Design, pra mim, é a arte de transformar o simples em extraordinário. Não é adicionar camada bonita em cima do que já existe. É enxergar o que ninguém mais prestou atenção, e dar forma até virar algo que não sai da cabeça de quem vê.
Sei o que te preocupa antes de você falar: gastar tempo e dinheiro pra sair com uma marca que ninguém vai lembrar, ou pior, que não parece nem um pouco com você. Essa é a primeira coisa que eu resolvo, antes de qualquer estética.
Não confio em perfeição fácil. A inteligência artificial aprendeu a imitar beleza, mas imitação não transforma nada, só repete o que já existe em outro formato. Prefiro uma escolha imperfeita que carrega uma decisão humana a um resultado impecável que não decidiu nada.
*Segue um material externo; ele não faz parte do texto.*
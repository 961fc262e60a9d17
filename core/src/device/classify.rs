//! Best-effort device family detection from display names

/// Family reported when no keyword matches
pub const UNKNOWN_FAMILY: &str = "Unknown";

/// Ordered `(family, keywords)` table. Earlier rows win.
pub type FamilyTable = &'static [(&'static str, &'static [&'static str])];

pub const CONTROLLER_FAMILIES: FamilyTable = &[
    ("Xbox", &["Xbox", "Microsoft"]),
    ("PlayStation", &["PlayStation", "Sony", "DualShock", "DualSense"]),
    ("Nintendo", &["Nintendo", "Pro Controller", "Joy-Con"]),
    ("Generic", &["USB", "Gamepad", "Controller"]),
];

pub const AUDIO_FAMILIES: FamilyTable = &[
    ("AirPods", &["AirPods", "Apple"]),
    ("Sony", &["Sony", "WH-", "WF-"]),
    ("Bose", &["Bose", "QuietComfort"]),
    ("JBL", &["JBL"]),
    ("Generic", &["Bluetooth", "Wireless", "Headset"]),
];

/// First family whose keyword occurs in `name`, ignoring case.
pub fn classify(name: &str, table: FamilyTable) -> &'static str {
    let name = name.to_lowercase();
    table
        .iter()
        .find(|(_, keywords)| {
            keywords
                .iter()
                .any(|keyword| name.contains(&keyword.to_lowercase()))
        })
        .map(|(family, _)| *family)
        .unwrap_or(UNKNOWN_FAMILY)
}

#[cfg(test)]
mod tests {
    use super::*;

    #[test]
    fn test_controller_families() {
        assert_eq!(classify("Xbox Wireless Controller", CONTROLLER_FAMILIES), "Xbox");
        assert_eq!(classify("DUALSENSE wireless", CONTROLLER_FAMILIES), "PlayStation");
        assert_eq!(classify("Nintendo Switch Pro Controller", CONTROLLER_FAMILIES), "Nintendo");
        assert_eq!(classify("usb gamepad", CONTROLLER_FAMILIES), "Generic");
        assert_eq!(classify("Steering Wheel", CONTROLLER_FAMILIES), UNKNOWN_FAMILY);
    }

    #[test]
    fn test_first_match_wins() {
        // "Controller" is Generic but "Microsoft" is listed earlier
        assert_eq!(classify("Microsoft Controller", CONTROLLER_FAMILIES), "Xbox");
        // Sony headphones are Sony in the audio table, PlayStation for pads
        assert_eq!(classify("Sony WH-1000XM4", AUDIO_FAMILIES), "Sony");
        assert_eq!(classify("Sony WH-1000XM4", CONTROLLER_FAMILIES), "PlayStation");
    }

    #[test]
    fn test_audio_families() {
        assert_eq!(classify("Kitchen AirPods Pro", AUDIO_FAMILIES), "AirPods");
        assert_eq!(classify("Bose QC35", AUDIO_FAMILIES), "Bose");
        assert_eq!(classify("JBL Flip 5", AUDIO_FAMILIES), "JBL");
        assert_eq!(classify("Generic Wireless Headset", AUDIO_FAMILIES), "Generic");
        assert_eq!(classify("Logitech Mouse", AUDIO_FAMILIES), UNKNOWN_FAMILY);
    }
}
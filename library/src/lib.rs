//! Retroplay desktop launcher
//!
//! Parses the command line, builds the session services from config and
//! runs the render loop in a minifb window. The `saves` and `cheats`
//! subcommands inspect a title's files without opening a window.

pub mod cli;
pub mod desktop;
pub mod launch;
Autoria não é luxo, é o mínimo que uma marca merece pra não virar mais uma.
Isso não é só sensibilidade, é estratégia. Cada decisão de design carrega uma razão de negócio por trás: o que sua marca precisa comunicar, pra quem, e por quê. Repertório e autoridade não vêm de acaso, vêm de método.
Ajusto uma curva sete vezes até ela parar de gritar e começar a dizer o que precisa. Testo num material físico antes de confiar numa tela. Se não passou pela minha mão, não é meu ainda.
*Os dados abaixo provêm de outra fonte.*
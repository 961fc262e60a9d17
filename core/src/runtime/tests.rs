//! Runtime tests

use std::path::Path;
use std::sync::Arc;
use std::time::{Duration, Instant};

use retroplay_shared::game_state::GameState;
use retroplay_shared::title::{TitleId, TitleInfo};

use super::*;
use crate::cheat::{CheatPatch, CheatPhase};
use crate::device::audio::Platform;
use crate::device::backend::PadTable;
use crate::test_utils::{ScriptedFrontend, ScriptedShell, test_pad, wait_until};

fn render_loop(dir: &Path, pads: &PadTable) -> RenderLoop {
    let config = Config::default();
    let saves = SaveCoordinator::with_dir(dir.join("saves"), &config.saves)
        .with_autosave_timing(Duration::from_millis(20), Duration::from_millis(20));
    let cheats = CheatEngine::with_dir(dir.join("cheats"), &config.cheats)
        .with_monitor_timing(Duration::from_millis(10), Duration::from_millis(10));
    let devices = DeviceRegistry::new(
        &config.devices,
        Arc::new(pads.clone()),
        Arc::new(ScriptedShell::new()),
        Platform::Other,
    )
    .with_monitor_timing(Duration::from_millis(10), Duration::from_millis(10));
    RenderLoop::new(config, saves, cheats, devices)
}

fn title(id: &str) -> TitleInfo {
    TitleInfo::new(TitleId::new(id), format!("Game {}", id))
}

// ============================================================================
// TickTiming Tests
// ============================================================================

#[test]
fn test_timing_at_sixty_hz() {
    let timing = TickTiming::at_rate(60);
    assert_eq!(timing.tick_rate, 60);
    assert_eq!(timing.tick, Duration::from_secs_f64(1.0 / 60.0));
    assert_eq!(timing.max_delta, Duration::from_millis(100));
    assert!(timing.cpu_budget < timing.tick);
    assert!(timing.cpu_budget > Duration::from_millis(4));
}

#[test]
fn test_timing_from_video() {
    let video = crate::config::VideoConfig {
        tick_rate: 30,
        ..Default::default()
    };
    let timing = TickTiming::from(&video);
    assert_eq!(timing.tick_rate, 30);
    assert_eq!(timing.tick, Duration::from_secs_f64(1.0 / 30.0));
    assert_eq!(timing.max_delta, Duration::from_millis(200));
}

#[test]
fn test_zero_rate_runs_at_one_hz() {
    let timing = TickTiming::at_rate(0);
    assert_eq!(timing.tick_rate, 1);
    assert_eq!(timing.tick, Duration::from_secs(1));
}

// ============================================================================
// Pacing Tests
// ============================================================================

#[test]
fn test_first_frame_runs_one_tick() {
    let timing = TickTiming::at_rate(60);
    let (mut acc, mut last) = (Duration::ZERO, None);
    let mut count = 0;
    let ticks = game_loop::execute_frame(&timing, &mut acc, &mut last, Instant::now(), || count += 1);
    assert_eq!(ticks, 1);
    assert_eq!(count, 1);
}

#[test]
fn test_stall_is_clamped() {
    let timing = TickTiming {
        tick: Duration::from_millis(10),
        max_delta: Duration::from_millis(100),
        ..TickTiming::at_rate(100)
    };
    let start = Instant::now();
    let (mut acc, mut last) = (Duration::ZERO, Some(start));

    // Ten seconds late: only max_delta worth of ticks
    let ticks = game_loop::execute_frame(
        &timing,
        &mut acc,
        &mut last,
        start + Duration::from_secs(10),
        || {},
    );
    assert_eq!(ticks, 10);
}

#[test]
fn test_time_to_next_tick() {
    let timing = TickTiming {
        tick: Duration::from_millis(16),
        ..TickTiming::at_rate(60)
    };
    assert_eq!(game_loop::time_to_next_tick(&timing, Duration::from_millis(10)), Duration::from_millis(6));
    assert_eq!(game_loop::time_to_next_tick(&timing, Duration::from_millis(20)), Duration::ZERO);
}

// ============================================================================
// Title Lifecycle Tests
// ============================================================================

#[test]
fn test_load_title_starts_all_workers() {
    let dir = tempfile::tempdir().unwrap();
    let mut lp = render_loop(dir.path(), &PadTable::new());

    lp.load_title(title("aaaa000000000001")).unwrap();

    assert!(lp.saves().autosave_running());
    assert_eq!(lp.cheats().phase(), CheatPhase::Monitoring);
    assert!(lp.devices().monitoring());
    assert_eq!(lp.state().get(), GameState::new_game());
}

#[test]
fn test_load_title_restores_autosave() {
    let dir = tempfile::tempdir().unwrap();
    let mut lp = render_loop(dir.path(), &PadTable::new());
    let info = title("aaaa000000000002");

    let mut saved = GameState::new_game();
    saved.score = 120;
    lp.saves().save(&info.id, AUTOSAVE_SLOT, &saved).unwrap();

    lp.load_title(info).unwrap();
    assert_eq!(lp.state().get().score, 120);
    assert_eq!(lp.status_message(), Some("Resumed from autosave"));
}

#[test]
fn test_corrupt_autosave_starts_fresh() {
    let dir = tempfile::tempdir().unwrap();
    let mut lp = render_loop(dir.path(), &PadTable::new());
    let info = title("aaaa000000000003");

    std::fs::create_dir_all(dir.path().join("saves")).unwrap();
    std::fs::write(
        dir.path().join("saves/aaaa000000000003_slot_0.save"),
        b"{ definitely not a snapshot",
    )
    .unwrap();

    lp.load_title(info).unwrap();
    assert_eq!(lp.state().get(), GameState::new_game());
    assert_eq!(lp.status_message(), Some("Save unreadable, starting fresh"));
}

#[test]
fn test_switching_titles_keeps_one_worker_each() {
    let dir = tempfile::tempdir().unwrap();
    let mut lp = render_loop(dir.path(), &PadTable::new());

    lp.load_title(title("aaaa000000000004")).unwrap();
    lp.load_title(title("bbbb000000000004")).unwrap();

    assert!(wait_until(|| lp.saves().live_autosave_workers() == 1));
    assert!(wait_until(|| lp.cheats().live_monitor_workers() == 1));
    assert!(wait_until(|| lp.devices().live_monitor_workers() == 1));
    assert_eq!(lp.cheats().title(), Some(&TitleId::new("bbbb000000000004")));
}

#[test]
fn test_autosave_writes_running_state() {
    let dir = tempfile::tempdir().unwrap();
    let mut lp = render_loop(dir.path(), &PadTable::new());
    let info = title("aaaa000000000005");
    lp.load_title(info.clone()).unwrap();

    lp.state().with(|state| state.score = 70);
    assert!(wait_until(|| {
        lp.saves()
            .load(&info.id, AUTOSAVE_SLOT)
            .is_ok_and(|state| state.score == 70 && state.timestamp > 0.0)
    }));
}

#[test]
fn test_cheats_pin_field_while_running() {
    let dir = tempfile::tempdir().unwrap();
    let info = title("aaaa000000000006");
    let patch = CheatPatch {
        auto_enable: true,
        ..CheatPatch::new("lives", "Infinite Lives", "lives", 99)
    };
    std::fs::create_dir_all(dir.path().join("cheats")).unwrap();
    std::fs::write(
        dir.path().join("cheats/aaaa000000000006.json"),
        serde_json::to_vec(&vec![patch]).unwrap(),
    )
    .unwrap();

    let mut lp = render_loop(dir.path(), &PadTable::new());
    lp.load_title(info).unwrap();
    assert!(wait_until(|| lp.state().get().lives == 99));
    assert_eq!(lp.hud().cheats_enabled, 1);
}

#[test]
fn test_shutdown_stops_workers_and_persists_cheats() {
    let dir = tempfile::tempdir().unwrap();
    let mut lp = render_loop(dir.path(), &PadTable::new());
    lp.load_title(title("aaaa000000000007")).unwrap();

    lp.shutdown();
    assert!(!lp.saves().autosave_running());
    assert_eq!(lp.cheats().phase(), CheatPhase::Unloaded);
    assert!(!lp.devices().monitoring());
    assert!(lp.title().is_none());
    assert!(dir.path().join("cheats/aaaa000000000007.json").exists());

    // Second shutdown is a no-op
    lp.shutdown();
}

// ============================================================================
// Input Tests
// ============================================================================

#[test]
fn test_tick_without_title_is_noop() {
    let dir = tempfile::tempdir().unwrap();
    let mut lp = render_loop(dir.path(), &PadTable::new());
    lp.tick();
    assert_eq!(lp.state().get().frame_count, 0);
}

#[test]
fn test_keyboard_moves_player() {
    let dir = tempfile::tempdir().unwrap();
    let mut lp = render_loop(dir.path(), &PadTable::new());
    lp.load_title(title("aaaa000000000008")).unwrap();

    lp.keyboard_mut().set(Key::D, true);
    lp.tick();
    let state = lp.state().get();
    assert_eq!(state.player_x, 53);
    assert_eq!(state.frame_count, 1);
}

#[test]
fn test_controller_input_is_merged() {
    let dir = tempfile::tempdir().unwrap();
    let pads = PadTable::new();
    pads.upsert(test_pad("0", "Xbox Wireless Controller"));
    let mut lp = render_loop(dir.path(), &pads);
    lp.load_title(title("aaaa000000000009")).unwrap();

    let mut pad = test_pad("0", "Xbox Wireless Controller");
    pad.hats = vec![(0, 1)];
    pads.upsert(pad);

    // Keyboard right plus pad up
    lp.keyboard_mut().set(Key::Right, true);
    let controls = lp.controls();
    assert!(controls.right && controls.up);

    lp.tick();
    let state = lp.state().get();
    assert_eq!((state.player_x, state.player_y), (53, 197));
}

#[test]
fn test_missing_controller_is_tolerated() {
    let dir = tempfile::tempdir().unwrap();
    let pads = PadTable::new();
    pads.upsert(test_pad("0", "Xbox Wireless Controller"));
    let mut lp = render_loop(dir.path(), &pads);
    lp.load_title(title("aaaa00000000000a")).unwrap();

    pads.remove("0");
    assert_eq!(lp.controls(), ControlState::default());
    lp.tick();
    assert_eq!(lp.state().get().frame_count, 1);
}

// ============================================================================
// Hotkey Tests
// ============================================================================

#[test]
fn test_escape_quits_without_title() {
    let dir = tempfile::tempdir().unwrap();
    let mut lp = render_loop(dir.path(), &PadTable::new());
    assert_eq!(lp.handle_key(Key::Escape), Flow::Quit);
    assert_eq!(lp.handle_event(FrontendEvent::Quit), Flow::Quit);
    assert_eq!(lp.handle_key(Key::P), Flow::Continue);
    assert!(!lp.paused());
}

#[test]
fn test_pause_and_reset() {
    let dir = tempfile::tempdir().unwrap();
    let mut lp = render_loop(dir.path(), &PadTable::new());
    lp.load_title(title("aaaa00000000000b")).unwrap();

    lp.handle_key(Key::P);
    assert!(lp.paused());
    lp.keyboard_mut().set(Key::D, true);
    lp.tick();
    assert_eq!(lp.state().get().player_x, 50);
    lp.handle_key(Key::P);
    assert!(!lp.paused());

    lp.state().with(|state| state.score = 40);
    lp.handle_key(Key::R);
    assert_eq!(lp.state().get(), GameState::new_game());
    assert_eq!(lp.status_message(), Some("Game reset"));
}

#[test]
fn test_quick_save_and_load() {
    let dir = tempfile::tempdir().unwrap();
    let mut lp = render_loop(dir.path(), &PadTable::new());
    let info = title("aaaa00000000000c");
    lp.load_title(info.clone()).unwrap();

    lp.state().with(|state| state.score = 250);
    lp.handle_key(Key::F5);
    assert_eq!(lp.status_message(), Some("Saved to slot 1"));

    lp.handle_key(Key::R);
    assert_eq!(lp.state().get().score, 0);

    lp.handle_key(Key::F9);
    assert_eq!(lp.state().get().score, 250);
    assert_eq!(lp.status_message(), Some("Loaded slot 1"));
}

#[test]
fn test_modifier_slots() {
    let dir = tempfile::tempdir().unwrap();
    let mut lp = render_loop(dir.path(), &PadTable::new());
    let info = title("aaaa00000000000d");
    lp.load_title(info.clone()).unwrap();

    lp.state().with(|state| state.level = 4);
    lp.keyboard_mut().set(Key::LeftCtrl, true);
    lp.handle_key(Key::Key2);
    lp.keyboard_mut().set(Key::LeftCtrl, false);
    assert!(lp.saves().list(&info.id)[&2].exists);
    assert!(!lp.saves().list(&info.id)[&3].exists);

    lp.handle_key(Key::R);
    lp.keyboard_mut().set(Key::RightAlt, true);
    lp.handle_key(Key::Key2);
    assert_eq!(lp.state().get().level, 4);

    // Unsaved slot leaves the game alone
    lp.handle_key(Key::Key3);
    assert_eq!(lp.state().get().level, 4);
    assert_eq!(lp.status_message(), Some("Slot 3 is empty"));

    // No modifier, no action
    lp.keyboard_mut().set(Key::RightAlt, false);
    lp.handle_key(Key::Key1);
    assert!(!lp.saves().list(&info.id)[&1].exists);
}

// ============================================================================
// HUD / Run Tests
// ============================================================================

#[test]
fn test_hud_reports_state_and_devices() {
    let dir = tempfile::tempdir().unwrap();
    let pads = PadTable::new();
    pads.upsert(test_pad("0", "DualSense"));
    let mut lp = render_loop(dir.path(), &pads);
    lp.load_title(title("aaaa00000000000e")).unwrap();

    let hud = lp.hud();
    assert_eq!(hud.title.as_deref(), Some("Game aaaa00000000000e"));
    assert_eq!((hud.score, hud.lives, hud.level), (0, 3, 1));
    assert_eq!(hud.controllers, 1);
    assert!(!hud.paused);

    pads.remove("0");
    assert!(wait_until(|| lp.devices().controllers().is_empty()));
    let hud = lp.hud();
    assert_eq!(hud.controllers, 0);
    assert_eq!(hud.message.as_deref(), Some("Controller disconnected"));
}

#[test]
fn test_run_presents_until_quit() {
    let dir = tempfile::tempdir().unwrap();
    let mut lp = render_loop(dir.path(), &PadTable::new());
    lp.load_title(title("aaaa00000000000f")).unwrap();

    let mut frontend = ScriptedFrontend::new(vec![
        vec![],
        vec![FrontendEvent::KeyPressed(Key::P)],
        vec![],
    ]);
    lp.run(&mut frontend).unwrap();

    assert_eq!(frontend.presented, 3);
    assert!(frontend.last_hud.unwrap().paused);
    // Exit shuts everything down
    assert!(lp.title().is_none());
    assert!(!lp.saves().autosave_running());
    assert!(!lp.devices().monitoring());
}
Trabalho sozinho, mas nunca de repertório curto. Cada projeto carrega tudo que eu já enxerguei, senti e construí até aqui. E mesmo sozinho, minha primeira pergunta nunca é sobre mim. É sobre o que já existe de extraordinário na sua marca, esperando alguém prestar atenção.
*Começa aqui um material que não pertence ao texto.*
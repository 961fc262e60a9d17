//! Per-title slot index (`{title}_info.json`)

use std::collections::BTreeMap;
use std::path::Path;

use serde::{Deserialize, Serialize};
use tracing::warn;

use retroplay_shared::snapshot::Snapshot;
use retroplay_shared::title::TitleId;

use super::SaveError;
use crate::fs::{MAX_RECORD_BYTES, read_with_limit, write_atomic};

/// Result of reading an index file
#[derive(Debug)]
pub enum IndexRead {
    Missing,
    Loaded(SaveSlotIndex),
    /// Present but unreadable or not a valid index
    Damaged,
}

/// Index metadata for one occupied slot
#[derive(Debug, Clone, PartialEq, Serialize, Deserialize)]
pub struct SlotEntry {
    pub timestamp: f64,
    pub datetime: String,
    /// Snapshot file size in bytes
    pub size: u64,
    pub checksum: String,
}

/// Per-title record of which slots hold snapshots.
///
/// Slot keys are decimal strings on disk (`"0"`, `"1"`, ...). Entries are
/// only ever removed by an explicit delete.
#[derive(Debug, Clone, PartialEq, Serialize, Deserialize)]
pub struct SaveSlotIndex {
    pub game_id: TitleId,
    #[serde(default)]
    pub slots: BTreeMap<String, SlotEntry>,
    #[serde(default)]
    pub last_played: f64,
    #[serde(default)]
    pub total_saves: u64,
    #[serde(default)]
    pub created: f64,
}

impl SaveSlotIndex {
    pub fn new(title: &TitleId, now: f64) -> Self {
        Self {
            game_id: title.clone(),
            slots: BTreeMap::new(),
            last_played: 0.0,
            total_saves: 0,
            created: now,
        }
    }

    /// Read the index at `path`.
    ///
    /// An unreadable or unparseable file is logged and reported as
    /// [`IndexRead::Damaged`].
    pub fn read(path: &Path) -> IndexRead {
        let bytes = match read_with_limit(path, MAX_RECORD_BYTES) {
            Ok(bytes) => bytes,
            Err(e) if e.kind() == std::io::ErrorKind::NotFound => return IndexRead::Missing,
            Err(e) => {
                warn!("Save index {} unreadable: {}", path.display(), e);
                return IndexRead::Damaged;
            }
        };

        match serde_json::from_slice::<Self>(&bytes) {
            Ok(index) => IndexRead::Loaded(index),
            Err(e) => {
                warn!("Save index {} corrupt: {}", path.display(), e);
                IndexRead::Damaged
            }
        }
    }

    pub fn write(&self, path: &Path) -> Result<(), SaveError> {
        let bytes = serde_json::to_vec_pretty(self).map_err(SaveError::Serialize)?;
        write_atomic(path, &bytes)?;
        Ok(())
    }

    pub fn entry(&self, slot: u32) -> Option<&SlotEntry> {
        self.slots.get(&slot.to_string())
    }

    /// Record a successful save of `snapshot` (`size` bytes) into `slot`.
    pub fn record_save(&mut self, slot: u32, snapshot: &Snapshot, size: u64) -> SlotEntry {
        let entry = SlotEntry {
            timestamp: snapshot.timestamp,
            datetime: snapshot.iso_time.clone(),
            size,
            checksum: snapshot.checksum.clone(),
        };
        self.slots.insert(slot.to_string(), entry.clone());
        self.last_played = snapshot.timestamp;
        self.total_saves += 1;
        entry
    }

    /// Re-add an entry for a slot file found on disk, without counting a save.
    pub fn restore(&mut self, slot: u32, snapshot: &Snapshot, size: u64) {
        let entry = SlotEntry {
            timestamp: snapshot.timestamp,
            datetime: snapshot.iso_time.clone(),
            size,
            checksum: snapshot.checksum.clone(),
        };
        self.slots.insert(slot.to_string(), entry);
        self.last_played = self.last_played.max(snapshot.timestamp);
    }

    pub fn remove(&mut self, slot: u32) -> Option<SlotEntry> {
        self.slots.remove(&slot.to_string())
    }
}
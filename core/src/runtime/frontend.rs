//! Window seam between the render loop and a desktop (or test) front-end

use anyhow::Result;

use crate::hud::HudStatus;
use crate::input::{Key, KeyboardState};
use crate::render::Frame;

/// Discrete events from one poll
#[derive(Debug, Clone, Copy, PartialEq, Eq)]
pub enum FrontendEvent {
    /// Window closed
    Quit,
    /// Key went down this frame (no auto-repeat)
    KeyPressed(Key),
}

pub trait Frontend {
    /// Refresh the held-key set and return this frame's events.
    fn poll(&mut self, keys: &mut KeyboardState) -> Vec<FrontendEvent>;

    /// Show `frame`, with `hud` as text wherever the front-end puts it.
    fn present(&mut self, frame: &Frame, hud: &HudStatus) -> Result<()>;
}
Não tenho pressa de te convencer. Prefiro clareza a venda. Se algo não está bom, eu digo. Se está bom, eu também digo, sem enfeite.
Existe um limite que eu não cruzo por lucro nenhum: não empresto meu design pra causa que eu não defenderia calado.
O simples só vira extraordinário quando alguém para pra olhar de verdade. Eu paro. A pergunta agora é: o que na sua marca está esperando esse olhar?